The worst one is ‘Hypochondriac Haridevan’. He starts “Hey, not met you for a long time, how are you?” Then you make a tame but conventional comeback, “I am fine, what about you?”This one statement is sufficient to trigger a massive response. “I am not well, in fact the doctors have told me to stay indoors as I am just recovering from ‘allergic bronchitis’, added to this I have ‘Gout’ and not forgetting sleep ‘apnea’ at night. Just about the time you have recovered from this medical impact, he starts again,” be careful of this strange skin rash my neighbor has got – OMG, it’s all over him, to top it all it’s contagious, I too may have contacted this”. That when I do an Usain Bolt on him.
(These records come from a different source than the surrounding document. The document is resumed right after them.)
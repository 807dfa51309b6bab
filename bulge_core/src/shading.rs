//! Fragment-side rules shared by both layers: tint a glyph texel with a flat
//! colour and fade it by the layer opacity, dropping nearly transparent texels.

use serde::Deserialize;

/// Texels with alpha below this are discarded (no colour or depth write).
pub const ALPHA_DISCARD_THRESHOLD: f32 = 0.1;

/// Flat tint applied to a layer's glyph texture.
#[derive(Debug, Clone, Copy, PartialEq, Deserialize)]
pub struct LayerStyle {
    pub color: [f32; 3],
    pub opacity: f32,
}

impl LayerStyle {
    /// Opaque black ink for the interactive layer.
    pub const MAIN_INK: Self = Self {
        color: [0.0, 0.0, 0.0],
        opacity: 1.0,
    };

    /// Faded black for the static drop shadow.
    pub const SHADOW: Self = Self {
        color: [0.0, 0.0, 0.0],
        opacity: 0.3,
    };

    /// Returns the output colour for a sampled texel, or `None` when the
    /// fragment is discarded.
    pub fn shade(&self, texel: [f32; 4]) -> Option<[f32; 4]> {
        let alpha = texel[3];
        if !(alpha >= ALPHA_DISCARD_THRESHOLD) {
            return None;
        }
        Some([self.color[0], self.color[1], self.color[2], alpha * self.opacity])
    }

    /// Packs colour and opacity the way the layer uniform expects them.
    pub fn as_uniform(&self) -> [f32; 4] {
        [self.color[0], self.color[1], self.color[2], self.opacity]
    }
}

#[cfg(test)]
mod tests {
    use super::*;

    #[test]
    fn faint_texels_are_discarded_whatever_the_opacity() {
        for opacity in [0.0, 0.3, 1.0, 5.0] {
            let style = LayerStyle {
                color: [1.0, 0.0, 0.0],
                opacity,
            };
            assert_eq!(style.shade([1.0, 1.0, 1.0, 0.05]), None);
        }
    }

    #[test]
    fn threshold_texel_is_kept() {
        let shaded = LayerStyle::MAIN_INK.shade([0.2, 0.2, 0.2, 0.1]);
        assert_eq!(shaded, Some([0.0, 0.0, 0.0, 0.1]));
    }

    #[test]
    fn shadow_fades_alpha_and_ignores_texel_colour() {
        let shaded = LayerStyle::SHADOW
            .shade([0.9, 0.4, 0.1, 1.0])
            .expect("opaque texel should survive");
        assert_eq!(&shaded[..3], &[0.0, 0.0, 0.0]);
        assert!((shaded[3] - 0.3).abs() < 1e-6);
    }

    #[test]
    fn nan_alpha_is_discarded() {
        assert_eq!(LayerStyle::MAIN_INK.shade([0.0, 0.0, 0.0, f32::NAN]), None);
    }
}
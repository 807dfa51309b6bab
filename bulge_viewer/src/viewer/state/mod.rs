//! Runtime state for the windowed widget. Owns the wgpu device and surface,
//! the layer renderer, the optional HUD, and the hover controller, and exposes
//! the handful of entry points the event loop in `main.rs` drives. Submodules
//! split the lifecycle: `init` for setup, `layout` for resize handling,
//! `render` for the frame tick, and `input` for keyboard and pointer routing.

use std::sync::Arc;

use anyhow::Result;
use bulge_core::{ControlState, DisplacementController, WidgetSettings};
use glam::Vec2;
use wgpu::SurfaceError;
use winit::{
    dpi::{PhysicalPosition, PhysicalSize},
    event::KeyEvent,
    window::Window,
};

use super::hud::{HudOverlay, HudText};
use super::renderer::SceneRenderer;
use crate::texture::{LayerTextures, TextureLoader};

pub struct ViewerState {
    window: Arc<Window>,
    surface: wgpu::Surface<'static>,
    device: wgpu::Device,
    queue: wgpu::Queue,
    config: wgpu::SurfaceConfiguration,
    size: PhysicalSize<u32>,
    renderer: SceneRenderer,
    hud: Option<HudOverlay>,
    controls: ControlState,
    /// `controls.revision()` the renderer's layers were last built from.
    synced_revision: u64,
    controller: DisplacementController,
    textures: LayerTextures,
    loader: TextureLoader,
    cursor: Option<Vec2>,
    degenerate_warned: bool,
}

mod init;
mod input;
mod layout;
mod render;

impl ViewerState {
    pub async fn new(
        window: Arc<Window>,
        settings: WidgetSettings,
        hud_text: Option<HudText>,
    ) -> Result<Self> {
        init::new(window, settings, hud_text).await
    }

    pub fn window(&self) -> &Window {
        self.window.as_ref()
    }

    pub fn size(&self) -> PhysicalSize<u32> {
        self.size
    }

    pub fn resize(&mut self, new_size: PhysicalSize<u32>) {
        layout::resize(self, new_size);
    }

    pub fn render(&mut self) -> Result<(), SurfaceError> {
        render::render(self)
    }

    pub fn handle_key_event(&mut self, event: &KeyEvent) {
        input::handle_key_event(self, event);
    }

    pub fn cursor_moved(&mut self, position: PhysicalPosition<f64>) {
        input::cursor_moved(self, position);
    }

    pub fn cursor_left(&mut self) {
        input::cursor_left(self);
    }
}
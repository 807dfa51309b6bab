use bulge_core::{
    ALPHA_DISCARD_THRESHOLD, BulgeParameters, DisplacementController, LayerStyle, OrthoCamera,
    PlaneGeometry, PointerEvent, SENTINEL_POINT, SceneGraph, WidgetSettings, displace_local,
    ease_in_out_cubic, hit_test,
};
use glam::{Vec2, Vec3};

fn main_layer(settings: &WidgetSettings) -> bulge_core::DrawItem {
    SceneGraph::isometric(settings)
        .interactive_item()
        .expect("widget has an interactive layer")
}

#[test]
fn pointer_at_one_one_lifts_origin_vertex() {
    let mut settings = WidgetSettings::default();
    settings.bulge.radius = 3.0;
    settings.bulge.height = 0.8;
    let item = main_layer(&settings);

    let mut controller = DisplacementController::new();
    controller.handle(PointerEvent::Move(Vec3::new(1.0, 1.0, 0.0)));
    let displacement = controller.advance();

    let params = item.bulge(settings.bulge.parameters());
    let lifted = displace_local(&item.model, Vec3::ZERO, displacement, params);

    let proximity = 1.0 - 2.0_f32.sqrt() / 3.0;
    let expected = ease_in_out_cubic(proximity) * 0.8;
    assert!((lifted.z - expected).abs() < 1e-5, "{} != {expected}", lifted.z);
    assert!((lifted.z - 0.4648).abs() < 1e-3);
    assert_eq!(lifted.truncate(), Vec2::ZERO);
}

#[test]
fn boundary_and_just_beyond_stay_flat() {
    let params = BulgeParameters::new(3.0, 0.8);
    let model = glam::Mat4::IDENTITY;
    let at_radius = displace_local(&model, Vec3::ZERO, Vec3::new(3.0, 0.0, 0.0), params);
    let beyond = displace_local(&model, Vec3::ZERO, Vec3::new(3.0 + 1e-4, 0.0, 0.0), params);
    assert_eq!(at_radius.z, 0.0);
    assert_eq!(beyond.z, 0.0);

    let just_inside = displace_local(&model, Vec3::ZERO, Vec3::new(2.999, 0.0, 0.0), params);
    assert!(just_inside.z >= 0.0 && just_inside.z < 1e-6);
}

#[test]
fn faint_texels_are_discarded_at_any_opacity() {
    for opacity in [0.0, 0.3, 1.0] {
        let style = LayerStyle {
            color: [0.0, 0.0, 0.0],
            opacity,
        };
        assert!(style.shade([1.0, 1.0, 1.0, 0.05]).is_none());
        assert!(style.shade([1.0, 1.0, 1.0, ALPHA_DISCARD_THRESHOLD]).is_some());
    }
}

#[test]
fn zero_radius_never_displaces_the_mesh() {
    let mut settings = WidgetSettings::default();
    settings.bulge.radius = 0.0;
    let item = main_layer(&settings);
    let params = item.bulge(settings.bulge.parameters());
    let geometry = PlaneGeometry::square(item.size.x, item.size.y, 8);

    for pointer in [Vec3::ZERO, Vec3::new(1.0, -2.0, 0.0), SENTINEL_POINT] {
        for vertex in &geometry.vertices {
            let local = Vec3::from_array(vertex.position);
            let displaced = displace_local(&item.model, local, pointer, params);
            assert_eq!(displaced, local);
        }
    }
}

#[test]
fn smoothing_converges_without_overshoot() {
    let mut controller = DisplacementController::new();
    controller.handle(PointerEvent::Move(Vec3::ZERO));
    controller.advance();

    let target = Vec3::new(2.0, -1.0, 0.0);
    controller.handle(PointerEvent::Move(target));
    let mut residual = (controller.displacement() - target).length();
    for _ in 0..60 {
        let value = controller.advance();
        let next = (value - target).length();
        assert!((next - residual * 0.9).abs() < 1e-4);
        assert!(value.x <= target.x + 1e-6 && value.y >= target.y - 1e-6);
        residual = next;
    }
    assert!(residual < 0.01);
}

#[test]
fn cursor_over_the_widget_drives_the_controller() {
    let settings = WidgetSettings::default();
    let item = main_layer(&settings);
    let camera = OrthoCamera::from_settings(&settings.camera);
    let viewport = Vec2::new(800.0, 600.0);
    let view_projection = camera.view_projection(viewport);

    let mut controller = DisplacementController::new();
    let event = hit_test(
        viewport * 0.5,
        viewport,
        &view_projection,
        &item.model,
        item.half_extents(),
    );
    controller.handle(event);
    assert!(controller.advance().length() < 1e-3);

    let miss = hit_test(
        Vec2::new(2.0, 2.0),
        viewport,
        &view_projection,
        &item.model,
        item.half_extents(),
    );
    assert_eq!(miss, PointerEvent::Leave);
    controller.handle(miss);
    assert_eq!(controller.target(), SENTINEL_POINT);
}
//! Widget configuration. `WidgetSettings` is the resolved, always-complete view
//! consumed each frame; `WidgetPreset` mirrors it with every field optional so
//! a JSON file only needs to mention what it overrides.

use std::ops::RangeInclusive;
use std::path::PathBuf;

use glam::{Quat, Vec3};
use serde::Deserialize;
use thiserror::Error;

use crate::bulge::BulgeParameters;
use crate::plane::{MAIN_SEGMENTS, SHADOW_SEGMENTS};
use crate::shading::LayerStyle;

/// Slider range for the bulge radius.
pub const RADIUS_BOUNDS: RangeInclusive<f32> = 0.5..=8.0;
/// Slider range for the bulge height.
pub const HEIGHT_BOUNDS: RangeInclusive<f32> = 0.1..=3.0;
/// Slider granularity for both bulge values.
pub const BULGE_STEP: f32 = 0.1;
/// Allowed camera zoom range.
pub const ZOOM_BOUNDS: RangeInclusive<f32> = 10.0..=1000.0;

pub const DEFAULT_MAIN_TEXTURE: &str = "assets/text-main3.png";
pub const DEFAULT_SHADOW_TEXTURE: &str = "assets/text-shadow3.png";

#[derive(Debug, Error, PartialEq)]
pub enum SettingsError {
    #[error("{field} must be a positive finite number (got {value})")]
    NonPositive { field: &'static str, value: f32 },
    #[error("{field} must be finite (got {value})")]
    NonFinite { field: &'static str, value: f32 },
    #[error("camera near plane {near} must be in front of far plane {far}")]
    InvertedClipRange { near: f32, far: f32 },
    #[error("{field} opacity must be within 0..=1 (got {value})")]
    OpacityOutOfRange { field: &'static str, value: f32 },
}

#[derive(Debug, Clone, Copy, PartialEq)]
pub struct BulgeSettings {
    pub radius: f32,
    pub height: f32,
}

impl Default for BulgeSettings {
    fn default() -> Self {
        Self {
            radius: 1.6,
            height: 0.5,
        }
    }
}

impl BulgeSettings {
    pub fn parameters(&self) -> BulgeParameters {
        BulgeParameters::new(self.radius, self.height)
    }
}

/// Euler rotation of the scene group in radians, intrinsic XYZ order: the
/// composed rotation is `Rx * Ry * Rz`, so a vector turns about Z first, then
/// Y, then X.
#[derive(Debug, Clone, Copy, PartialEq)]
pub struct SceneRotation {
    pub x: f32,
    pub y: f32,
    pub z: f32,
}

impl Default for SceneRotation {
    fn default() -> Self {
        Self {
            x: 0.0,
            y: 0.0,
            z: 30.0_f32.to_radians(),
        }
    }
}

impl SceneRotation {
    pub fn quat(&self) -> Quat {
        Quat::from_rotation_x(self.x) * Quat::from_rotation_y(self.y) * Quat::from_rotation_z(self.z)
    }
}

#[derive(Debug, Clone, Copy, PartialEq)]
pub struct CameraSettings {
    pub zoom: f32,
    pub position: Vec3,
    pub near: f32,
    pub far: f32,
}

impl Default for CameraSettings {
    fn default() -> Self {
        Self {
            zoom: 100.0,
            position: Vec3::new(0.0, -30.0, 20.0),
            near: 0.1,
            far: 1000.0,
        }
    }
}

#[derive(Debug, Clone, Copy, PartialEq)]
pub struct PlaneSettings {
    pub width: f32,
    pub height: f32,
    pub main_segments: u32,
    pub shadow_segments: u32,
}

impl Default for PlaneSettings {
    fn default() -> Self {
        Self {
            width: 8.0,
            height: 8.0,
            main_segments: MAIN_SEGMENTS,
            shadow_segments: SHADOW_SEGMENTS,
        }
    }
}

#[derive(Debug, Clone, PartialEq)]
pub struct TextureSettings {
    pub main: PathBuf,
    pub shadow: PathBuf,
}

impl Default for TextureSettings {
    fn default() -> Self {
        Self {
            main: PathBuf::from(DEFAULT_MAIN_TEXTURE),
            shadow: PathBuf::from(DEFAULT_SHADOW_TEXTURE),
        }
    }
}

#[derive(Debug, Clone, PartialEq)]
pub struct WidgetSettings {
    pub bulge: BulgeSettings,
    pub rotation: SceneRotation,
    pub camera: CameraSettings,
    pub plane: PlaneSettings,
    pub main_layer: LayerStyle,
    pub shadow_layer: LayerStyle,
    /// Local offset of the shadow mesh relative to the main mesh.
    pub shadow_offset: Vec3,
    pub textures: TextureSettings,
}

impl Default for WidgetSettings {
    fn default() -> Self {
        Self {
            bulge: BulgeSettings::default(),
            rotation: SceneRotation::default(),
            camera: CameraSettings::default(),
            plane: PlaneSettings::default(),
            main_layer: LayerStyle::MAIN_INK,
            shadow_layer: LayerStyle::SHADOW,
            shadow_offset: Vec3::ZERO,
            textures: TextureSettings::default(),
        }
    }
}

/// Partial settings as read from a JSON preset.
#[derive(Debug, Clone, Default, Deserialize)]
pub struct WidgetPreset {
    #[serde(default)]
    pub bulge: Option<BulgePreset>,
    /// Per-axis rotation in degrees; easier to author than radians.
    #[serde(default)]
    pub rotation_degrees: Option<[f32; 3]>,
    #[serde(default)]
    pub camera: Option<CameraPreset>,
    #[serde(default)]
    pub plane: Option<PlanePreset>,
    #[serde(default)]
    pub main_layer: Option<LayerStyle>,
    #[serde(default)]
    pub shadow_layer: Option<LayerStyle>,
    #[serde(default)]
    pub shadow_offset: Option<[f32; 3]>,
    #[serde(default)]
    pub main_texture: Option<PathBuf>,
    #[serde(default)]
    pub shadow_texture: Option<PathBuf>,
}

#[derive(Debug, Clone, Default, Deserialize)]
pub struct BulgePreset {
    #[serde(default)]
    pub radius: Option<f32>,
    #[serde(default)]
    pub height: Option<f32>,
}

#[derive(Debug, Clone, Default, Deserialize)]
pub struct CameraPreset {
    #[serde(default)]
    pub zoom: Option<f32>,
    #[serde(default)]
    pub position: Option<[f32; 3]>,
    #[serde(default)]
    pub near: Option<f32>,
    #[serde(default)]
    pub far: Option<f32>,
}

#[derive(Debug, Clone, Default, Deserialize)]
pub struct PlanePreset {
    #[serde(default)]
    pub width: Option<f32>,
    #[serde(default)]
    pub height: Option<f32>,
    #[serde(default)]
    pub main_segments: Option<u32>,
    #[serde(default)]
    pub shadow_segments: Option<u32>,
}

impl WidgetPreset {
    pub fn from_json_str(text: &str) -> Result<Self, serde_json::Error> {
        serde_json::from_str(text)
    }
}

impl WidgetSettings {
    /// Apply a preset over the built-in defaults and validate the result.
    pub fn from_preset(preset: &WidgetPreset) -> Result<Self, SettingsError> {
        let mut settings = Self::default();

        if let Some(bulge) = preset.bulge.as_ref() {
            if let Some(radius) = bulge.radius {
                settings.bulge.radius = radius;
            }
            if let Some(height) = bulge.height {
                settings.bulge.height = height;
            }
        }
        if let Some([x, y, z]) = preset.rotation_degrees {
            settings.rotation = SceneRotation {
                x: x.to_radians(),
                y: y.to_radians(),
                z: z.to_radians(),
            };
        }
        if let Some(camera) = preset.camera.as_ref() {
            if let Some(zoom) = camera.zoom {
                settings.camera.zoom = zoom;
            }
            if let Some(position) = camera.position {
                settings.camera.position = Vec3::from_array(position);
            }
            if let Some(near) = camera.near {
                settings.camera.near = near;
            }
            if let Some(far) = camera.far {
                settings.camera.far = far;
            }
        }
        if let Some(plane) = preset.plane.as_ref() {
            if let Some(width) = plane.width {
                settings.plane.width = width;
            }
            if let Some(height) = plane.height {
                settings.plane.height = height;
            }
            if let Some(segments) = plane.main_segments {
                settings.plane.main_segments = segments;
            }
            if let Some(segments) = plane.shadow_segments {
                settings.plane.shadow_segments = segments;
            }
        }
        if let Some(style) = preset.main_layer {
            settings.main_layer = style;
        }
        if let Some(style) = preset.shadow_layer {
            settings.shadow_layer = style;
        }
        if let Some(offset) = preset.shadow_offset {
            settings.shadow_offset = Vec3::from_array(offset);
        }
        if let Some(path) = preset.main_texture.as_ref() {
            settings.textures.main = path.clone();
        }
        if let Some(path) = preset.shadow_texture.as_ref() {
            settings.textures.shadow = path.clone();
        }

        settings.validate()?;
        Ok(settings)
    }

    /// Rejects values that would break the camera or geometry. A degenerate
    /// bulge is deliberately not an error: it renders flat.
    pub fn validate(&self) -> Result<(), SettingsError> {
        positive("plane.width", self.plane.width)?;
        positive("plane.height", self.plane.height)?;
        positive("camera.zoom", self.camera.zoom)?;
        positive("camera.near", self.camera.near)?;
        positive("camera.far", self.camera.far)?;
        if self.camera.near >= self.camera.far {
            return Err(SettingsError::InvertedClipRange {
                near: self.camera.near,
                far: self.camera.far,
            });
        }
        for (field, value) in [
            ("camera.position.x", self.camera.position.x),
            ("camera.position.y", self.camera.position.y),
            ("camera.position.z", self.camera.position.z),
            ("rotation.x", self.rotation.x),
            ("rotation.y", self.rotation.y),
            ("rotation.z", self.rotation.z),
            ("shadow_offset.x", self.shadow_offset.x),
            ("shadow_offset.y", self.shadow_offset.y),
            ("shadow_offset.z", self.shadow_offset.z),
        ] {
            finite(field, value)?;
        }
        opacity("main_layer", self.main_layer.opacity)?;
        opacity("shadow_layer", self.shadow_layer.opacity)?;
        Ok(())
    }
}

/// Snap to the slider step and clamp into `bounds`.
pub fn quantize(value: f32, bounds: &RangeInclusive<f32>) -> f32 {
    let stepped = (value / BULGE_STEP).round() * BULGE_STEP;
    stepped.clamp(*bounds.start(), *bounds.end())
}

fn positive(field: &'static str, value: f32) -> Result<(), SettingsError> {
    if value > 0.0 && value.is_finite() {
        Ok(())
    } else {
        Err(SettingsError::NonPositive { field, value })
    }
}

fn finite(field: &'static str, value: f32) -> Result<(), SettingsError> {
    if value.is_finite() {
        Ok(())
    } else {
        Err(SettingsError::NonFinite { field, value })
    }
}

fn opacity(field: &'static str, value: f32) -> Result<(), SettingsError> {
    if (0.0..=1.0).contains(&value) {
        Ok(())
    } else {
        Err(SettingsError::OpacityOutOfRange { field, value })
    }
}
I do not know what diet they eat at home but it makes them go daggers at all things they see and hear. ‘Angry Arun’ is let out of the cage every day from 5PM to 8PM. He occupies a vantage point in the park and methodically stalks his prey. Once in his deadly grasp there is no escape, you have to hear all his cribs and complaints till some other unsuspecting prey happens to fall into the trap. Hopcoms vegetables are rubbish, Nandini milk is adulterated, security staff is useless, dhobi requires a kick, my neighbor stinks and so on ad nauseam.
And finally it’s ‘Silent Satya’ who takes the pride of place. He joins us regularly on the bench in the park and does not utter a single word. He has no news to relate, gossip to narrate or information to share with others. His stony silence is extremely exasperating to say the least. Yet he sits through the entire evening – physically at least.
I am very sure I belong to some group or the other for believe me, there is no escape from this syndrome unless we try really hard. Even then, we may just come up with a new category at best…which someone else will probably write about.
It’s up to you to see where you belong.
Till then, cheers and happy reading!